アメリカでは現在、心理士、精神科医、ソーシャルワーカー、カウンセラーなど100万人以上が精神的な支援に従事しており、この分野の雇用は他業種よりもはるかに速いペースで拡大しています。
これは、精神的な健康に対する意識の高まりや、保険によるカバーの広がり、助けを求めることへの偏見の低下などが後押ししています。

また、「社会的感染」と呼ばれる現象も影響しています。

SNSなどで見聞きした内容によって、本来は該当しない症状に自分が当てはまると誤って信じてしまうことがあるのです。
さらに、診断基準そのものも変化しており、たとえばDSM-5では「自閉スペクトラム症」として診断範囲が広がりました。
こうした変化や、精神的な問題を抱えること自体が「特別なステータス」として受け取られるケースもあります。
セラピストに通っている、診断を受けているという事実が「自分らしさ」として感じられることもあるのです。

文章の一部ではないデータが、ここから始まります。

//! Microformats 1 and 2 parsing
//!
//! [`Mf2Engine`] walks a parsed HTML document and produces the parse tree of
//! the microformats2 parsing rules: root items with their properties, nested
//! children, and the document's `rel` links. Microformats 1 roots (`vcard`,
//! `hentry`, ...) are parsed with their mf2 equivalents.
//!
//! Reference: https://microformats.org/wiki/microformats2-parsing

mod backcompat;
mod engine;

pub use engine::Mf2Engine;

use scraper::Html;
use serde::ser::{SerializeMap, Serializer};
use serde::Serialize;
use std::collections::BTreeMap;
use url::Url;

/// Produces the microformats parse tree of a document
pub trait MicroformatsEngine {
    fn parse(&self, document: &Html, base: &Url) -> Document;
}

/// Parse tree of one document
#[derive(Debug, Clone, Default, PartialEq, Serialize)]
pub struct Document {
    pub items: Vec<Mf2Item>,
    pub rels: BTreeMap<String, Vec<String>>,
    #[serde(rename = "rel-urls")]
    pub rel_urls: BTreeMap<String, RelUrl>,
    pub alternates: Vec<Alternate>,
}

/// A microformat root and everything parsed below it
#[derive(Debug, Clone, Default, PartialEq)]
pub struct Mf2Item {
    pub types: Vec<String>,
    pub id: Option<String>,
    pub lang: Option<String>,
    /// Set on items that are also a property value of their parent
    pub value: Option<String>,
    /// Property names without prefix (`name`, not `p-name`), in document order
    pub properties: Vec<(String, Vec<PropertyValue>)>,
    pub children: Vec<Mf2Item>,
}

impl Mf2Item {
    pub fn push(&mut self, name: &str, value: PropertyValue) {
        match self.properties.iter_mut().find(|(n, _)| n == name) {
            Some((_, values)) => values.push(value),
            None => self.properties.push((name.to_string(), vec![value])),
        }
    }

    pub fn has(&self, name: &str) -> bool {
        self.properties.iter().any(|(n, _)| n == name)
    }

    pub fn get(&self, name: &str) -> Option<&[PropertyValue]> {
        self.properties
            .iter()
            .find(|(n, _)| n == name)
            .map(|(_, values)| values.as_slice())
    }

    /// First plain text value of a property
    pub fn first_text(&self, name: &str) -> Option<&str> {
        self.get(name)?.iter().find_map(|value| match value {
            PropertyValue::Text(text) => Some(text.as_str()),
            _ => None,
        })
    }
}

impl Serialize for Mf2Item {
    fn serialize<S: Serializer>(&self, serializer: S) -> Result<S::Ok, S::Error> {
        let mut map = serializer.serialize_map(None)?;
        map.serialize_entry("type", &self.types)?;
        if let Some(id) = &self.id {
            map.serialize_entry("id", id)?;
        }
        if let Some(lang) = &self.lang {
            map.serialize_entry("lang", lang)?;
        }
        if let Some(value) = &self.value {
            map.serialize_entry("value", value)?;
        }
        map.serialize_entry("properties", &Properties(&self.properties))?;
        if !self.children.is_empty() {
            map.serialize_entry("children", &self.children)?;
        }
        map.end()
    }
}

struct Properties<'a>(&'a [(String, Vec<PropertyValue>)]);

impl Serialize for Properties<'_> {
    fn serialize<S: Serializer>(&self, serializer: S) -> Result<S::Ok, S::Error> {
        let mut map = serializer.serialize_map(Some(self.0.len()))?;
        for (name, values) in self.0 {
            map.serialize_entry(name, values)?;
        }
        map.end()
    }
}

#[derive(Debug, Clone, PartialEq, Serialize)]
#[serde(untagged)]
pub enum PropertyValue {
    Text(String),
    /// `e-*` properties keep the markup next to its text
    Html { html: String, value: String },
    Item(Mf2Item),
}

/// Attributes of a link target, merged over all links pointing to it
#[derive(Debug, Clone, Default, PartialEq, Serialize)]
pub struct RelUrl {
    pub rels: Vec<String>,
    #[serde(skip_serializing_if = "Option::is_none")]
    pub text: Option<String>,
    #[serde(skip_serializing_if = "Option::is_none")]
    pub media: Option<String>,
    #[serde(skip_serializing_if = "Option::is_none")]
    pub hreflang: Option<String>,
    #[serde(rename = "type", skip_serializing_if = "Option::is_none")]
    pub media_type: Option<String>,
    #[serde(skip_serializing_if = "Option::is_none")]
    pub title: Option<String>,
}

/// A `rel="alternate"` link
#[derive(Debug, Clone, Default, PartialEq, Serialize)]
pub struct Alternate {
    pub url: String,
    /// The link's other rel values
    #[serde(skip_serializing_if = "Option::is_none")]
    pub rel: Option<String>,
    #[serde(skip_serializing_if = "Option::is_none")]
    pub media: Option<String>,
    #[serde(skip_serializing_if = "Option::is_none")]
    pub hreflang: Option<String>,
    #[serde(rename = "type", skip_serializing_if = "Option::is_none")]
    pub media_type: Option<String>,
    #[serde(skip_serializing_if = "Option::is_none")]
    pub title: Option<String>,
}

#[cfg(test)]
mod tests {
    use super::*;

    #[test]
    fn test_item_json_layout() {
        let mut item = Mf2Item {
            types: vec!["h-card".to_string()],
            ..Default::default()
        };
        item.push("name", PropertyValue::Text("Jane".to_string()));
        item.push(
            "note",
            PropertyValue::Html {
                html: "<b>Hi</b>".to_string(),
                value: "Hi".to_string(),
            },
        );
        item.push("name", PropertyValue::Text("JJ".to_string()));

        assert_eq!(item.first_text("name"), Some("Jane"));
        assert!(!item.has("url"));
        assert_eq!(
            serde_json::to_value(&item).unwrap(),
            serde_json::json!({
                "type": ["h-card"],
                "properties": {
                    "name": ["Jane", "JJ"],
                    "note": [{"html": "<b>Hi</b>", "value": "Hi"}]
                }
            })
        );
    }
}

思春期はもともと、気分の浮き沈みやイライラ、反抗心といった不安定さを伴う時期です。
うまくいかないことや不満の理由を探す中で、「診断」というわかりやすいラベルは納得できる答えになります。
とくに学業成績に強いプレッシャーがかかるような環境では、その傾向がさらに強まります。
親にとっても、「子どもができないのは怠けているからではなく、理由があるのだ」と納得できる材料になります。

また、診断を受けることで、学校生活において配慮や支援を受けやすくなるという現実的なメリットもあります。
試験時間の延長や個別支援、学校のカウンセラーへのアクセスなどが得られるため、「診断」が子どもたちにとって魅力的な選択肢となるのです。

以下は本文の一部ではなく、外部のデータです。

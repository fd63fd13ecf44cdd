//! FFI interface for C and C++ callers
//!
//! Documents go in as UTF-8 bytes, configuration and results are passed as
//! JSON strings.

use std::ffi::{c_char, CStr, CString};
use std::ptr;

use crate::config::ParserConfig;
use crate::parser::Parser;

/// Result struct returned to C
/// Both pointers are owned by Rust and must be freed via free_extraction_result
#[repr(C)]
pub struct ExtractionResultFFI {
    /// JSON export of the item object model (null-terminated)
    pub json_ptr: *mut c_char,
    /// Error message if extraction failed (null-terminated), or null on success
    pub error_ptr: *mut c_char,
}

/// Extract all configured formats from an HTML document.
///
/// # Arguments
/// * `html_ptr` - Pointer to HTML content (UTF-8, not necessarily null-terminated)
/// * `html_len` - Length of HTML content in bytes
/// * `uri` - Document URI used to resolve relative URLs (null-terminated)
/// * `config_json` - JSON-serialized ParserConfig (null-terminated), or null for defaults
///
/// # Returns
/// ExtractionResultFFI with either json_ptr set (success) or error_ptr set (failure)
///
/// # Safety
/// - `html_ptr` must point to valid memory of at least `html_len` bytes
/// - `uri` and a non-null `config_json` must be valid null-terminated C strings
/// - Caller must free the result via `free_extraction_result`
#[no_mangle]
pub unsafe extern "C" fn extract_items_ffi(
    html_ptr: *const c_char,
    html_len: usize,
    uri: *const c_char,
    config_json: *const c_char,
) -> ExtractionResultFFI {
    let html = if html_ptr.is_null() || html_len == 0 {
        ""
    } else {
        let slice = std::slice::from_raw_parts(html_ptr as *const u8, html_len);
        match std::str::from_utf8(slice) {
            Ok(s) => s,
            Err(_) => return make_error_result("Invalid UTF-8 in HTML content"),
        }
    };

    if uri.is_null() {
        return make_error_result("URI is null");
    }
    let uri = match CStr::from_ptr(uri).to_str() {
        Ok(s) => s,
        Err(_) => return make_error_result("Invalid UTF-8 in URI"),
    };

    let config = if config_json.is_null() {
        ParserConfig::default()
    } else {
        let config_str = match CStr::from_ptr(config_json).to_str() {
            Ok(s) => s,
            Err(_) => return make_error_result("Invalid UTF-8 in config JSON"),
        };
        match serde_json::from_str::<ParserConfig>(config_str) {
            Ok(config) => config,
            Err(e) => return make_error_result(&format!("Failed to parse config JSON: {}", e)),
        }
    };

    let mut parser = Parser::new(config);
    let model = match parser.extract_configured(uri, Some(html)) {
        Ok(model) => model,
        Err(e) => return make_error_result(&e.to_string()),
    };

    match serde_json::to_string(&model.export()) {
        Ok(json) => match CString::new(json) {
            Ok(cstr) => ExtractionResultFFI {
                json_ptr: cstr.into_raw(),
                error_ptr: ptr::null_mut(),
            },
            Err(_) => make_error_result("Result JSON contains null bytes"),
        },
        Err(e) => make_error_result(&format!("Failed to serialize result: {}", e)),
    }
}

/// Free an ExtractionResultFFI returned by extract_items_ffi
///
/// # Safety
/// - `result` must have been returned by `extract_items_ffi`
/// - Must only be called once per result
#[no_mangle]
pub unsafe extern "C" fn free_extraction_result(result: ExtractionResultFFI) {
    if !result.json_ptr.is_null() {
        drop(CString::from_raw(result.json_ptr));
    }
    if !result.error_ptr.is_null() {
        drop(CString::from_raw(result.error_ptr));
    }
}

fn make_error_result(msg: &str) -> ExtractionResultFFI {
    let error_cstr = CString::new(msg.replace('\0', " ")).unwrap_or_default();
    ExtractionResultFFI {
        json_ptr: ptr::null_mut(),
        error_ptr: error_cstr.into_raw(),
    }
}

思春期は「自分とは何者か」を模索する時期です。さまざまな役割を試し、他者からの反応を探る中で、「ニューロダイバージェント」というアイデンティティを受け入れることは、居場所を得ることでもあり、自分の体験を説明する手段にもなります。
ときには責任を回避する手段になってしまうこともありますが、それは一面的な捉え方にすぎません。

さらに、思春期は抽象的な思考や仮説構築、情報の体系的分析といった認知能力が発達する時期でもあります。

このタイミングで、世界の出来事や精神障害に関する大量の情報に触れると、自分自身を分析し、理論を立て、「自分はこれに当てはまる」と思い込んでしまうことがあります。
しかし、本当に大切なのは、単なる症状の有無ではなく、それがどれだけ日常生活に支障をきたしているか、他の要因とどう関係しているか、発達段階との兼ね合いなど、より複雑な全体像の理解です。

「自分はニューロダイバージェントかもしれない」という自己認識は、思春期の子どもたちにとって、自信や安心をもたらすこともあります。
ただし、それが本当に役立つものであるためには、正確な診断と適切な支援が必要です。

親や専門家、教育者は、「子どもが単に不満を病気にしているだけだ」と決めつけず、共感的に話を聞く姿勢を持つことが重要です。
その上で、彼らの本当の困難を理解し、必要なサポートにつなげていくことが、今の社会に求められています。

ランディ・クルマン博士
児童臨床心理学者

(出典:米Psychology Today)(画像:たーとるうぃず)

本当に支援が必要な人に、適切な支援がなされる。

それが維持できている限りであれば。